Code for "Joint spectral clustering in multilayer degree corrected blockmodels" by Joshua Agterberg, Zachary Lubberts and Jesus Arroyo

This repository contains all the code required to reproduce the experiments and data analysis from the paper "Joint spectral clustering in multilayer degree corrected blockmodels". In particular, this code implements the degree-corrected multiple adjacency spectral embedding (DC-MASE) to perform community detection in multilayer networks.

Overview

Given a collection of L adjacency matrices representing graphs with $n$ aligned vertices (e.g., multilayer networks), DC-MASE obtains a joint embedding matrix with n rows, where each row corresponds to a vertex in the networks. After this, communities are obtained by applying a clustering procedure (such as K-means) to partition the latent positions into K groups in order to estimate the memberships in the multilayer degree-corrected stochastic block model.

The joint embedding is calculated by performing a separate adjacency spectral embedding (ASE) for each graph, which consists in computing the eigendecomposition of each adjacency matrix, with a possible eigenvalue scaling, followed by a row-normalization step (such as dividing the rows by its L2 norm), and then performs a joint singular value decomposition of the concatenated row-normalized ASEs. A pictorial representation is presented below.

Data

The networks encode weighted edges representing the monthly number of flights between pairs of US airports. These data were obtained from the T-100 Segment (US Carriers Only) database US Bureau of Transportation Statistics (BTS). A post-processed version of this dataset is included in this repository. The DC-MASE algorithm is illustrated using these data.

File overview section

The folder contains scripts to implement the methods, implement the experiment, run the experiments and generate figures, and additional files containing the results of the experiments.
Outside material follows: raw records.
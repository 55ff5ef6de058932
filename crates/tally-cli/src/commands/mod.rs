//! CLI command implementations
//!
//! Commands are organized by domain:
//! - `common` - Shared setup (rule set, cache store, categorizer construction)
//! - `categorize` - Statement categorization and single-description classification
//! - `rules` - Rule set listing
//! - `cache` - Vendor cache inspection

pub mod cache;
pub mod categorize;
pub mod common;
pub mod rules;

// Re-export command functions for main.rs
pub use cache::*;
pub use categorize::*;
pub use common::*;
pub use rules::*;

/// Truncate a string to a maximum length, adding "..." if truncated
pub fn truncate(s: &str, max: usize) -> String {
    if s.chars().count() <= max {
        s.to_string()
    } else {
        let kept: String = s.chars().take(max.saturating_sub(3)).collect();
        format!("{}...", kept)
    }
}
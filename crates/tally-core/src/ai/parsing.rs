//! Parsing helpers for remote classifier responses
//!
//! The model is asked for a single `Category | Vendor` line. Models sometimes
//! add a preamble or wrap the answer in quotes or markdown, so the first line
//! holding a `|` is used.

use std::sync::OnceLock;

use regex::Regex;

fn answer_line() -> &'static Regex {
    static RE: OnceLock<Regex> = OnceLock::new();
    RE.get_or_init(|| Regex::new(r"(?m)^([^|\n]+)\|([^\n]+)$").expect("valid regex"))
}

/// Split a `Category | Vendor` response into (category, raw vendor)
///
/// Returns `None` when there is no separator or either side is empty after
/// trimming. The vendor is returned as-is; callers normalize it.
pub fn parse_category_vendor(response: &str) -> Option<(String, String)> {
    let caps = answer_line().captures(response)?;
    let category = strip_decoration(&caps[1]);
    let vendor = strip_decoration(&caps[2]);

    if category.is_empty() || vendor.is_empty() {
        return None;
    }
    Some((category.to_string(), vendor.to_string()))
}

fn strip_decoration(s: &str) -> &str {
    s.trim().trim_matches(|c| matches!(c, '"' | '\'' | '`' | '*')).trim()
}
//! External classifier adapter
//!
//! Resolves one description to (category, vendor) using the cache first and
//! the remote model second. Every path that reaches the model (or decides not
//! to call it) writes its answer to the cache before returning.

use std::fmt;
use std::sync::Arc;

use tracing::{debug, info, warn};

use crate::ai::parsing::parse_category_vendor;
use crate::ai::{AIBackend, AIClient, GenerationParams};
use crate::cache::CacheStore;
use crate::config::ClassifierConfig;
use crate::error::Result;
use crate::prompts::PromptTemplate;
use crate::retry::RetryPolicy;
use crate::vendor::{clean_vendor, default_vendor};

/// Where an external result came from
#[derive(Debug, Clone, Copy, PartialEq, Eq, Hash)]
pub enum ExternalSource {
    /// Prior decision found in the cache
    Cache,
    /// Well-formed model answer
    Model,
    /// Model answered without a usable `Category | Vendor` line
    MalformedResponse,
    /// Description too long to send; fallback used without a call
    OversizedInput,
}

impl ExternalSource {
    pub fn as_str(&self) -> &'static str {
        match self {
            Self::Cache => "cache",
            Self::Model => "model",
            Self::MalformedResponse => "malformed_response",
            Self::OversizedInput => "oversized_input",
        }
    }
}

impl fmt::Display for ExternalSource {
    fn fmt(&self, f: &mut fmt::Formatter<'_>) -> fmt::Result {
        write!(f, "{}", self.as_str())
    }
}

#[derive(Debug, Clone, PartialEq, Eq)]
pub struct ExternalResult {
    pub category: String,
    pub vendor: String,
    pub source: ExternalSource,
}

/// Cache-backed remote classifier
pub struct ExternalClassifier {
    client: AIClient,
    cache: Arc<dyn CacheStore>,
    prompt: PromptTemplate,
    categories: Vec<String>,
    fallback_category: String,
    batch_size: usize,
    max_input_tokens: usize,
    params: GenerationParams,
    retry: RetryPolicy,
}

impl ExternalClassifier {
    pub fn new(
        client: AIClient,
        cache: Arc<dyn CacheStore>,
        prompt: PromptTemplate,
        config: &ClassifierConfig,
    ) -> Self {
        Self {
            client: client.with_timeout(config.model.timeout),
            cache,
            prompt,
            categories: config.classification.categories.clone(),
            fallback_category: config.classification.fallback_category.clone(),
            batch_size: config.classification.batch_size.max(1),
            max_input_tokens: config.classification.max_input_tokens,
            params: GenerationParams {
                temperature: config.model.temperature,
                max_tokens: config.model.max_tokens,
            },
            retry: config.retry.clone(),
        }
    }

    pub fn client(&self) -> &AIClient {
        &self.client
    }

    pub fn cache(&self) -> &Arc<dyn CacheStore> {
        &self.cache
    }

    /// Classify one description
    ///
    /// Fails only when the remote call fails fatally or the retry budget is
    /// exhausted, or when the cache cannot be written.
    pub async fn classify(&self, description: &str) -> Result<ExternalResult> {
        if let Some(entry) = self.cache.get(description) {
            debug!(description = %description, category = %entry.category, "Cache hit");
            return Ok(ExternalResult {
                category: entry.category,
                vendor: entry.vendor,
                source: ExternalSource::Cache,
            });
        }

        let result = if description.split_whitespace().count() > self.max_input_tokens {
            warn!(
                limit = self.max_input_tokens,
                "Description exceeds token limit, using fallback category"
            );
            self.fallback(description, ExternalSource::OversizedInput)
        } else {
            self.ask_model(description).await?
        };

        self.cache
            .put(description, &result.category, &result.vendor)?;
        Ok(result)
    }

    /// Classify descriptions in order, one remote call per uncached item
    ///
    /// Items are grouped into batches only for progress logging. A fatal
    /// error stops the run; entries cached before it are kept.
    pub async fn batch_classify(&self, descriptions: &[String]) -> Result<Vec<ExternalResult>> {
        let total_batches = descriptions.len().div_ceil(self.batch_size);
        let mut results = Vec::with_capacity(descriptions.len());

        for (index, batch) in descriptions.chunks(self.batch_size).enumerate() {
            info!(
                batch = index + 1,
                of = total_batches,
                size = batch.len(),
                "Classifying batch"
            );
            for description in batch {
                results.push(self.classify(description).await?);
            }
        }

        Ok(results)
    }

    async fn ask_model(&self, description: &str) -> Result<ExternalResult> {
        let prompt =
            self.prompt
                .render_classification(&self.categories, &self.fallback_category, description);

        let response = self
            .retry
            .run(|| self.client.complete(&prompt, &self.params))
            .await?;

        match parse_category_vendor(&response) {
            Some((category, raw_vendor)) => {
                let cleaned = clean_vendor(&raw_vendor);
                let vendor = if cleaned.is_empty() {
                    default_vendor(description)
                } else {
                    cleaned
                };
                debug!(
                    description = %description,
                    category = %category,
                    vendor = %vendor,
                    model = %self.client.model(),
                    "Model classified"
                );
                Ok(ExternalResult {
                    category,
                    vendor,
                    source: ExternalSource::Model,
                })
            }
            None => {
                warn!(
                    description = %description,
                    response = %response,
                    "Malformed model response, using fallback category"
                );
                Ok(self.fallback(description, ExternalSource::MalformedResponse))
            }
        }
    }

    fn fallback(&self, description: &str, source: ExternalSource) -> ExternalResult {
        ExternalResult {
            category: self.fallback_category.clone(),
            vendor: default_vendor(description),
            source,
        }
    }
}
//! CLI argument definitions using clap
//!
//! This module contains all the clap structs and enums for parsing CLI arguments.
//! The actual command implementations are in the `commands` module.

use std::path::PathBuf;

use clap::{Parser, Subcommand};

/// Tally - Categorize bank statement exports
#[derive(Parser)]
#[command(name = "tally")]
#[command(about = "Categorize personal bank statements with keyword rules and a remote classifier", long_about = None)]
#[command(version)]
pub struct Cli {
    /// Category rule set (YAML with a `categories` mapping)
    #[arg(long, default_value = "config.yml", global = true)]
    pub rules: PathBuf,

    /// Vendor cache file (.json snapshot, or .db/.sqlite/.sqlite3 for SQLite)
    #[arg(long, default_value = "data/vendor_cache.json", global = true)]
    pub cache: PathBuf,

    /// Classifier settings override (TOML)
    ///
    /// Defaults to ~/.local/share/tally/config/classifier.toml when present,
    /// otherwise the built-in settings.
    #[arg(long, global = true)]
    pub config: Option<PathBuf>,

    /// Enable verbose logging
    #[arg(short, long, global = true)]
    pub verbose: bool,

    #[command(subcommand)]
    pub command: Commands,
}

#[derive(Subcommand)]
pub enum Commands {
    /// Import a statement CSV and categorize every row
    Categorize {
        /// Statement CSV (bank export, or a table written by a previous run)
        #[arg(short, long)]
        file: PathBuf,

        /// Output CSV (defaults to <stem>_categorized.csv next to the input)
        #[arg(short, long)]
        output: Option<PathBuf>,

        /// Account identifier (defaults to the second `-` segment of the file name)
        #[arg(short, long)]
        account: Option<String>,

        /// Skip the remote classifier; unmatched rows stay uncategorized
        #[arg(long)]
        no_remote: bool,
    },

    /// Categorize a single description and show which tier decided
    Classify {
        /// Raw transaction description
        description: String,

        /// Skip the remote classifier
        #[arg(long)]
        no_remote: bool,
    },

    /// List the loaded rule set in match order
    Rules,

    /// Inspect the vendor cache
    Cache {
        #[command(subcommand)]
        action: CacheAction,
    },
}

#[derive(Subcommand)]
pub enum CacheAction {
    /// Show the cache key and cached decision for a description
    Lookup {
        /// Raw transaction description (case-sensitive)
        description: String,
    },

    /// Count stored entries
    Count,
}
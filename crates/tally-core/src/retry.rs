//! Bounded exponential backoff
//!
//! The delay before retry `n` (1-based) is
//! `min(initial_delay * multiplier^(n-1), max_delay)`, with no jitter. Retrying
//! stops when the elapsed time reaches `max_elapsed` or the optional attempt
//! limit is hit. Errors decide for themselves whether they are worth retrying
//! via [`Error::is_transient`].

use std::future::Future;
use std::time::Duration;

use tokio::time::Instant;
use tracing::warn;

use crate::error::{Error, Result};

#[derive(Debug, Clone, PartialEq)]
pub struct RetryPolicy {
    pub initial_delay: Duration,
    pub multiplier: f64,
    pub max_delay: Duration,
    /// Total time budget across all attempts and sleeps
    pub max_elapsed: Duration,
    pub max_attempts: Option<u32>,
}

impl Default for RetryPolicy {
    fn default() -> Self {
        Self {
            initial_delay: Duration::from_secs(1),
            multiplier: 2.0,
            max_delay: Duration::from_secs(30),
            max_elapsed: Duration::from_secs(60),
            max_attempts: None,
        }
    }
}

impl RetryPolicy {
    /// Single attempt, no retries
    pub fn none() -> Self {
        Self {
            max_attempts: Some(1),
            ..Self::default()
        }
    }

    /// Delay before the given retry (1-based)
    pub fn delay_for(&self, retry: u32) -> Duration {
        let exp = retry.saturating_sub(1).min(i32::MAX as u32) as i32;
        let secs = self.initial_delay.as_secs_f64() * self.multiplier.powi(exp);
        let capped = secs.min(self.max_delay.as_secs_f64());
        Duration::try_from_secs_f64(capped).unwrap_or(self.max_delay)
    }

    /// Run `operation` until it succeeds, fails fatally, or the budget runs out
    pub async fn run<T, F, Fut>(&self, mut operation: F) -> Result<T>
    where
        F: FnMut() -> Fut,
        Fut: Future<Output = Result<T>>,
    {
        let start = Instant::now();
        let mut attempts: u32 = 0;

        loop {
            attempts += 1;
            let err = match operation().await {
                Ok(value) => return Ok(value),
                Err(e) if !e.is_transient() => return Err(e),
                Err(e) => e,
            };

            let elapsed = start.elapsed();
            let out_of_attempts = self.max_attempts.is_some_and(|max| attempts >= max);
            if out_of_attempts || elapsed >= self.max_elapsed {
                return Err(Error::RetryExhausted {
                    attempts,
                    last: Box::new(err),
                });
            }

            let remaining = self.max_elapsed - elapsed;
            let delay = self.delay_for(attempts).min(remaining);
            warn!(
                attempt = attempts,
                delay_ms = delay.as_millis() as u64,
                error = %err,
                "Transient failure, backing off"
            );
            tokio::time::sleep(delay).await;
        }
    }
}
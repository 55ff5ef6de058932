//! Tally CLI - Statement categorizer
//!
//! Usage:
//!   tally categorize --file CSV    Import and categorize a statement
//!   tally classify "DESCRIPTION"   Categorize one description
//!   tally rules                    Show the rule set
//!   tally cache count              Count cached remote decisions

mod cli;
mod commands;


use anyhow::Result;
use clap::Parser;
use tally_core::AIClient;
use tracing_subscriber::{fmt, prelude::*, EnvFilter};

use cli::*;

#[tokio::main]
async fn main() -> Result<()> {
    let cli = Cli::parse();

    // Set up logging
    // Priority: RUST_LOG env var > --verbose flag > default (info)
    let filter = if std::env::var("RUST_LOG").is_ok() {
        EnvFilter::from_default_env()
    } else if cli.verbose {
        EnvFilter::new("debug")
    } else {
        EnvFilter::new("info")
    };

    tracing_subscriber::registry()
        .with(filter)
        .with(fmt::layer().with_target(false).compact())
        .init();

    let paths = commands::Paths {
        rules: cli.rules,
        cache: cli.cache,
        config: cli.config,
    };

    match cli.command {
        Commands::Categorize {
            file,
            output,
            account,
            no_remote,
        } => {
            let ai = remote_client(no_remote);
            commands::cmd_categorize(&paths, &file, output.as_deref(), account, ai).await
        }
        Commands::Classify {
            description,
            no_remote,
        } => {
            let ai = remote_client(no_remote);
            commands::cmd_classify(&paths, &description, ai).await
        }
        Commands::Rules => commands::cmd_rules_list(&paths.rules),
        Commands::Cache { action } => match action {
            CacheAction::Lookup { description } => {
                commands::cmd_cache_lookup(&paths.cache, &description)
            }
            CacheAction::Count => commands::cmd_cache_count(&paths.cache),
        },
    }
}

/// Remote classifier from the environment, unless disabled
fn remote_client(no_remote: bool) -> Option<AIClient> {
    if no_remote {
        return None;
    }
    let client = AIClient::from_env();
    if client.is_none() {
        println!("💡 Tip: Set OPENAI_API_KEY (or AI_BACKEND=ollama with OLLAMA_HOST) to enable the remote classifier");
    }
    client
}
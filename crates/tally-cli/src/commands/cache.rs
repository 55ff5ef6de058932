//! Vendor cache command implementations

use std::path::Path;

use anyhow::{Context, Result};
use tally_core::cache::{cache_key, open_store};

/// Show the key and cached decision for a description
pub fn cmd_cache_lookup(cache_path: &Path, description: &str) -> Result<()> {
    let store = open_store(cache_path)
        .with_context(|| format!("Failed to open vendor cache {}", cache_path.display()))?;

    println!("Key: {}", cache_key(description));
    match store.get(description) {
        Some(entry) => {
            println!("Category: {}", entry.category);
            println!("Vendor:   {}", entry.vendor);
        }
        None => println!("Not cached"),
    }

    Ok(())
}

/// Count stored entries
pub fn cmd_cache_count(cache_path: &Path) -> Result<()> {
    let store = open_store(cache_path)
        .with_context(|| format!("Failed to open vendor cache {}", cache_path.display()))?;
    println!("{} cached descriptions in {}", store.len(), cache_path.display());
    Ok(())
}
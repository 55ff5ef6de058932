//! Mock backend for testing
//!
//! Answers with a keyword heuristic by default. Tests can queue exact
//! responses, inject transient failures, count calls and make the health
//! check fail. Clones share state,
//! so a test can keep a handle while the classifier owns another.

use std::collections::VecDeque;
use std::sync::atomic::{AtomicBool, AtomicU32, Ordering};
use std::sync::{Arc, Mutex};

use async_trait::async_trait;

use crate::error::{Error, Result};

use super::{AIBackend, GenerationParams};

#[derive(Default)]
struct MockState {
    responses: Mutex<VecDeque<String>>,
    transient_failures: AtomicU32,
    calls: AtomicU32,
    prompts: Mutex<Vec<String>>,
    unreachable: AtomicBool,
}

/// Mock AI backend for testing
#[derive(Clone, Default)]
pub struct MockBackend {
    state: Arc<MockState>,
}

impl MockBackend {
    /// Create a new mock backend
    pub fn new() -> Self {
        Self::default()
    }

    /// A mock whose health check fails, as if the server were down
    pub fn unreachable() -> Self {
        let mock = Self::default();
        mock.state.unreachable.store(true, Ordering::SeqCst);
        mock
    }

    /// Queue responses returned in order before falling back to the heuristic
    pub fn with_responses<I, S>(self, responses: I) -> Self
    where
        I: IntoIterator<Item = S>,
        S: Into<String>,
    {
        if let Ok(mut queue) = self.state.responses.lock() {
            queue.extend(responses.into_iter().map(Into::into));
        }
        self
    }

    /// Fail the next `n` calls with a rate-limit error
    pub fn with_transient_failures(self, n: u32) -> Self {
        self.state.transient_failures.store(n, Ordering::SeqCst);
        self
    }

    /// Number of `complete` calls made, including failed ones
    pub fn call_count(&self) -> u32 {
        self.state.calls.load(Ordering::SeqCst)
    }

    /// Prompts received, in call order
    pub fn prompts(&self) -> Vec<String> {
        self.state
            .prompts
            .lock()
            .map(|p| p.clone())
            .unwrap_or_default()
    }
}

/// Keyword heuristic answer for a prompt
fn heuristic_answer(prompt: &str) -> String {
    let description = extract_description(prompt);
    let (category, vendor) = match description.to_uppercase().as_str() {
        d if d.contains("NETFLIX") => ("Subscriptions", "Netflix"),
        d if d.contains("SPOTIFY") => ("Subscriptions", "Spotify"),
        d if d.contains("AMAZON") || d.contains("AMZN") => ("Shopping", "Amazon"),
        d if d.contains("STARBUCKS") => ("Dining", "Starbucks"),
        d if d.contains("UBER") || d.contains("LYFT") => ("Transportation", "Uber"),
        d if d.contains("WHOLE FOODS") || d.contains("WHOLEFDS") => ("Groceries", "Whole Foods"),
        d if d.contains("SHELL") || d.contains("CHEVRON") || d.contains("EXXON") => {
            ("Fuel", "Gas Station")
        }
        d if d.contains("PAYROLL") || d.contains("DIRECT DEP") => ("Income", "Payroll"),
        _ => return format!("Services | {}", description),
    };
    format!("{} | {}", category, vendor)
}

/// Text between `Description: "` and the next quote, or the whole prompt
fn extract_description(prompt: &str) -> &str {
    const MARKER: &str = "Description: \"";
    prompt
        .find(MARKER)
        .map(|start| &prompt[start + MARKER.len()..])
        .and_then(|rest| rest.find('"').map(|end| &rest[..end]))
        .unwrap_or(prompt)
}

#[async_trait]
impl AIBackend for MockBackend {
    async fn complete(&self, prompt: &str, _params: &GenerationParams) -> Result<String> {
        self.state.calls.fetch_add(1, Ordering::SeqCst);
        if let Ok(mut prompts) = self.state.prompts.lock() {
            prompts.push(prompt.to_string());
        }

        let failing = self
            .state
            .transient_failures
            .fetch_update(Ordering::SeqCst, Ordering::SeqCst, |n| n.checked_sub(1))
            .is_ok();
        if failing {
            return Err(Error::RateLimited("mock rate limit".into()));
        }

        let queued = self
            .state
            .responses
            .lock()
            .ok()
            .and_then(|mut queue| queue.pop_front());
        Ok(queued.unwrap_or_else(|| heuristic_answer(prompt)))
    }

    async fn health_check(&self) -> bool {
        !self.state.unreachable.load(Ordering::SeqCst)
    }

    fn model(&self) -> &str {
        "mock"
    }

    fn host(&self) -> &str {
        "mock://localhost"
    }
}

#[cfg(test)]
mod tests {
    use super::*;

    #[tokio::test]
    async fn test_heuristic_answers() {
        let mock = MockBackend::new();
        let params = GenerationParams::default();
        assert_eq!(
            mock.complete("Description: \"AMZN MKTP US\"", &params)
                .await
                .unwrap(),
            "Shopping | Amazon"
        );
        assert_eq!(
            mock.complete("Description: \"LOCAL PLUMBER\"", &params)
                .await
                .unwrap(),
            "Services | LOCAL PLUMBER"
        );
    }

    #[tokio::test]
    async fn test_queued_responses_then_heuristic() {
        let mock = MockBackend::new().with_responses(["garbage", "Dining | Cafe"]);
        let params = GenerationParams::default();
        assert_eq!(mock.complete("x", &params).await.unwrap(), "garbage");
        assert_eq!(mock.complete("x", &params).await.unwrap(), "Dining | Cafe");
        assert_eq!(
            mock.complete("Description: \"NETFLIX\"", &params)
                .await
                .unwrap(),
            "Subscriptions | Netflix"
        );
        assert_eq!(mock.call_count(), 3);
    }

    #[tokio::test]
    async fn test_transient_failures_and_shared_counter() {
        let mock = MockBackend::new().with_transient_failures(2);
        let handle = mock.clone();
        let params = GenerationParams::default();

        assert!(matches!(
            mock.complete("a", &params).await,
            Err(Error::RateLimited(_))
        ));
        assert!(mock.complete("b", &params).await.is_err());
        assert!(mock.complete("c", &params).await.is_ok());

        assert_eq!(handle.call_count(), 3);
        assert_eq!(handle.prompts(), vec!["a", "b", "c"]);
    }

    #[tokio::test]
    async fn test_health() {
        assert!(MockBackend::new().health_check().await);
        let down = MockBackend::unreachable();
        assert!(!down.clone().health_check().await);
        assert_eq!(down.call_count(), 0);
    }
}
Descriptions of each file are listed below.

Method

R/dcmase.R: implements the degree-corrected adjacency spectral embedding.
R/comdet-dcmase.R: implements a community detection method based on DC-MASE.
R/comdetmethods.R: code implementation of alternative methods for multilayer community detection (including method by Paul and Chen (2020) contained in R/Codes_Spectral_Matrix_Paul_Chen_AOS_2020.r, and the method from the Python package graphtool, which is called via the script R/run_graph_tool.R)
R/SpectralMethods.R and R/getElbows.R: contain auxiliary functions to perform spectral embeddings.
R/make_ggplot.R and R/make_dcsbm_plots.R: implement functions to create plots from experiments.

Experiments

Experiments/run_all_methods.R: wrapper functions for generating simulated data and running all community detection methods on these simulations
Experiments/simulations sparsity.R: wrapper for data generation in simulations as function of network sparsity (Supplementary Materials of the paper)
Experiments/extrasimulations.R: wrapper for data generation in additional simulations (Supplementary Materials of the paper)

Code to generate figures

Main - simulations.R: Run simulation experiments from Section 4 of the paper and generates Figure 4.1. Approximate running time: less than 20 minutes running in parallel on 10 nodes.
Main - US airport data analysis.R: Run data analysis from Section 5 of the paper and generates Figures 5.1 and 5.2. Approximate running time: less than 30 seconds.
Supplement - Simulations sparsity.R: Run simulation experiments from Section I of the supplementary materials and generates Figure I.1.
Supplement - Single clustering comparison.R: Run simulation experiments from Section H of the paper and generates Figure H.1.
Supplement - Spherical scaled vs unscaled.R: Run simulation experiments from Section H of the paper and generates Figure H.2.
Supplement - US airport out of sample error.R: Run data experiments from Section J of the paper and generates Figure J.1.

Other files

Experiments/Results-allmethods-rep100-miscerror.RData: Results to generate Figure 4.1 of the paper.
Experiments/Results-allmethods-rep100-sparsity.RData: Results to generate Figure I.1 of the supplementary materials..\
Python/graphtool-script.py: wrapper for running graphtool method.

Requirements

To run this project successfully, ensure you have the following:

R Version

R (>= 4.2.1)

Required R Packages

Several packages are required to run the code and generate the figures. These are listed below, including the version of each package that was used. To install these versions, run the following code. The code requires the package listed below, and was run using the versions

install.packages("remotes") # If not already installed
remotes::install_version("igraph", version = "1.4.2")
remotes::install_version("mclust", version = "5.4.7")
remotes::install_version("ScorePlus", version = "0.1")
remotes::install_version("reshape2", version = "1.4.4")
remotes::install_version("ggplot2", version = "3.3.5")
remotes::install_version("grid", version = "4.1.1")
remotes::install_version("plyr", version = "1.8.6")
remotes::install_version("ggthemes", version = "4.2.4")
remotes::install_version("maps", version = "3.4.0")
remotes::install_version("mapdata", version = "2.3.0")
remotes::install_version("parallel", version = "4.1.1")

Data Access

This project includes access to publicly available data. The following datasets are openly accessible and included in this repository:

Available Dataset

Name: US airport network (2016-2021)
Format: RData
Location: Data/US_airport_data.RData
Description: This dataset contains weighted adjacency matrices representing the monthly number of flights between US airports. The data was obtained from the T-100 Segment (US Carriers Only) database of the US Bureau of Transportation Statistics (BTS).
Contents:
- Adj_list: A list of 69 adjacency matrices, where each matrix represents flights for a given month.
- airport_coordinates: A 343×2 matrix with latitude and longitude of each airport (for visualization).
- airport_names: A vector of airport codes matching the order in Adj_list.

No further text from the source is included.